本発明は、細胞解析方法及び細胞解析装置に関するものである。より具体的には、本発明は、細胞の増殖活性又は悪性度を解析するための方法及び装置に関するものである。
がんを判別するための病理検査では、スライドガラスに接着した組織切片や塗沫細胞を染色して、細胞検査士や病理診断医が光学顕微鏡観察をして色合いや形を見ることにより、細胞の大きさや形、配列、背景などの異常を判別して、がんの有無を判定した結果が報告される。観察者の主観に起因するばらつきをなくすため、様々な判定基準が設けられている。
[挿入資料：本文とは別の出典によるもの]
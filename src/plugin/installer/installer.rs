//! 插件安装器核心实现
//!
//! 安装流程（线性，不回退）:
//! 解析来源 → 下载 → 校验 → 解压 → 读取清单 → 递归安装依赖
//!
//! 所有步骤按顺序 await，依赖插件也是逐个安装。

use futures::future::{BoxFuture, FutureExt};
use std::path::{Path, PathBuf};
use tracing::{debug, info, warn};

use super::downloader::PluginDownloader;
use super::extractor::{extract_plugin, validate_plugin_id};
use super::manifest::read_installed_manifest;
use super::registry::RegistryClient;
use super::types::{
    InstallError, InstallProgress, InstallRequest, InstallSource, InstallStage, InstalledPlugin,
    ProgressCallback,
};
use super::version::{checksum_for, normalize_version, select_version, Platform};
use crate::config::InstallerConfig;

/// 解析后的下载来源
struct ResolvedSource {
    url: String,
    version: String,
    checksum: String,
    source: InstallSource,
    /// 是否经由注册表解析
    via_registry: bool,
}

/// 插件安装器
///
/// 不持有可变状态，可以在多个任务间共享
#[derive(Debug, Clone)]
pub struct PluginInstaller {
    plugins_dir: PathBuf,
    security_contact: String,
    registry: RegistryClient,
    downloader: PluginDownloader,
}

impl PluginInstaller {
    /// 根据配置创建安装器
    pub fn new(config: &InstallerConfig) -> Result<Self, InstallError> {
        let registry = RegistryClient::new(config)?;
        Ok(Self::from_parts(
            config.plugins_dir.clone(),
            config.security_contact.clone(),
            registry,
        ))
    }

    fn from_parts(plugins_dir: PathBuf, security_contact: String, registry: RegistryClient) -> Self {
        Self {
            downloader: PluginDownloader::new(registry.clone(), security_contact.clone()),
            plugins_dir,
            security_contact,
            registry,
        }
    }

    /// 覆盖用于版本选择和请求头的平台
    pub fn with_platform(self, platform: Platform) -> Self {
        let registry = self.registry.with_platform(platform);
        Self::from_parts(self.plugins_dir, self.security_contact, registry)
    }

    /// 插件安装目录
    pub fn plugins_dir(&self) -> &Path {
        &self.plugins_dir
    }

    pub fn registry(&self) -> &RegistryClient {
        &self.registry
    }

    /// 安装插件及其依赖
    pub async fn install(
        &self,
        request: InstallRequest,
        progress: &dyn ProgressCallback,
    ) -> Result<InstalledPlugin, InstallError> {
        let plugin_id = request.plugin_id.clone();
        let mut chain = Vec::new();
        let result = self.install_recursive(request, &mut chain, progress).await;

        if let Err(e) = &result {
            progress.on_progress(InstallProgress::new(
                &plugin_id,
                InstallStage::Failed,
                0,
                e.to_string(),
            ));
        }
        result
    }

    /// `chain` 记录当前调用链上正在安装的插件，用于检测循环依赖
    fn install_recursive<'a>(
        &'a self,
        request: InstallRequest,
        chain: &'a mut Vec<String>,
        progress: &'a dyn ProgressCallback,
    ) -> BoxFuture<'a, Result<InstalledPlugin, InstallError>> {
        async move {
            validate_plugin_id(&request.plugin_id)?;

            if chain.contains(&request.plugin_id) {
                let mut cycle = chain.clone();
                cycle.push(request.plugin_id);
                return Err(InstallError::DependencyCycle { chain: cycle });
            }

            chain.push(request.plugin_id.clone());
            let result = self.install_one(request, chain, progress).await;
            chain.pop();
            result
        }
        .boxed()
    }

    async fn install_one(
        &self,
        request: InstallRequest,
        chain: &mut Vec<String>,
        progress: &dyn ProgressCallback,
    ) -> Result<InstalledPlugin, InstallError> {
        let plugin_id = request.plugin_id.as_str();
        let resolved = self.resolve(&request, progress).await?;

        info!("安装 {} @ {}", plugin_id, display_version(&resolved.version));
        info!("来源: {}", resolved.url);
        info!("目标: {}", self.plugins_dir.display());

        // 临时文件在 drop 时删除，失败路径同样会清理
        let mut tmp = tempfile::Builder::new()
            .prefix("plugin-")
            .suffix(".zip")
            .tempfile()?;

        progress.on_progress(InstallProgress::new(
            plugin_id,
            InstallStage::Downloading,
            0,
            format!("下载 {}", resolved.url),
        ));
        self.downloader
            .fetch(
                plugin_id,
                &resolved.url,
                tmp.as_file_mut(),
                &resolved.checksum,
                progress,
            )
            .await
            .map_err(|e| InstallError::DownloadFailed {
                url: resolved.url.clone(),
                source: Box::new(e),
            })?;

        progress.on_progress(InstallProgress::new(
            plugin_id,
            InstallStage::Extracting,
            0,
            "解压插件包...",
        ));
        let allow_symlinks = request.trusted && resolved.via_registry;
        let extracted = extract_plugin(
            tmp.path(),
            plugin_id,
            &self.plugins_dir,
            allow_symlinks,
            progress,
        );
        if let Err(e) = tmp.close() {
            warn!("删除临时文件失败: {}", e);
        }
        let install_path = extracted.map_err(|e| InstallError::ExtractFailed {
            source: Box::new(e),
        })?;

        info!("✔ {} 安装成功", plugin_id);

        // 依赖安装是附加功能，清单读取失败视为没有依赖
        let manifest = match read_installed_manifest(&self.plugins_dir, plugin_id) {
            Ok(manifest) => Some(manifest),
            Err(e) => {
                debug!("读取 {} 的清单失败，跳过依赖安装: {}", plugin_id, e);
                None
            }
        };

        let mut dependencies = Vec::new();
        let dependency_specs = manifest
            .as_ref()
            .map(|m| m.dependencies.clone())
            .unwrap_or_default();
        for dep in dependency_specs {
            progress.on_progress(InstallProgress::new(
                plugin_id,
                InstallStage::Dependencies,
                0,
                format!("安装依赖 {}", dep.id),
            ));

            let version = normalize_version(&dep.version);
            let dep_request = InstallRequest {
                plugin_id: dep.id.clone(),
                version: (!version.is_empty()).then_some(version),
                archive_url: None,
                trusted: false,
            };
            let installed = self
                .install_recursive(dep_request, chain, progress)
                .await
                .map_err(|e| InstallError::DependencyFailed {
                    plugin_id: dep.id.clone(),
                    source: Box::new(e),
                })?;

            info!("已安装依赖: {} ✔", dep.id);
            dependencies.push(installed);
        }

        let version = manifest
            .map(|m| m.version)
            .unwrap_or_else(|| resolved.version.clone());

        progress.on_progress(InstallProgress::new(
            plugin_id,
            InstallStage::Complete,
            100,
            format!("插件 {} v{} 安装成功", plugin_id, version),
        ));

        Ok(InstalledPlugin {
            id: plugin_id.to_string(),
            version,
            install_path,
            source: resolved.source,
            installed_at: chrono::Utc::now(),
            dependencies,
        })
    }

    /// 确定下载地址、版本和校验和
    async fn resolve(
        &self,
        request: &InstallRequest,
        progress: &dyn ProgressCallback,
    ) -> Result<ResolvedSource, InstallError> {
        if let Some(url) = request.archive_url.as_deref().filter(|u| !u.is_empty()) {
            // 直接指定地址时不知道校验和，也不做平台过滤
            let source = if Path::new(url).is_file() {
                InstallSource::Local {
                    path: url.to_string(),
                }
            } else {
                InstallSource::Url {
                    url: url.to_string(),
                }
            };
            return Ok(ResolvedSource {
                url: url.to_string(),
                version: request.version.clone().unwrap_or_default(),
                checksum: String::new(),
                source,
                via_registry: false,
            });
        }

        progress.on_progress(InstallProgress::new(
            &request.plugin_id,
            InstallStage::Resolving,
            0,
            format!("获取 {} 的元数据", request.plugin_id),
        ));

        let metadata = self.registry.fetch_metadata(&request.plugin_id).await?;
        let platform = self.registry.platform();
        let selected = select_version(&metadata, request.version.as_deref(), platform)?;

        let url = self
            .registry
            .download_url(&request.plugin_id, &selected.version)?;
        let checksum = checksum_for(selected, platform);

        Ok(ResolvedSource {
            source: InstallSource::Registry { url: url.clone() },
            url,
            version: selected.version.clone(),
            checksum,
            via_registry: true,
        })
    }
}

fn display_version(version: &str) -> &str {
    if version.is_empty() {
        "unknown"
    } else {
        version
    }
}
しかしながら、実際の病理診断では、がんなどの疾患組織の形態は個々に違うため、がんであるかどうかの判別が難しい症例があり、病理医によって診断が異なる場合も少なくない。また、一般的な病理標本は、細胞や組織に含まれる物質を異なる色素で染め分けるため、染色の試験間差や施設間差も問題である。このため、がんの判別を補助する技術が求められており、特に、人や施設による差が生じない定量的な判定基準が必要とされている。
従来法として、細胞を定量的に解析する技術としては、細胞のDNAを蛍光染色して、フローサイトメトリを用いて細胞ごとの蛍光強度を求めることにより、がんの悪性度解析を行う方法と装置が知られている(特許文献1)。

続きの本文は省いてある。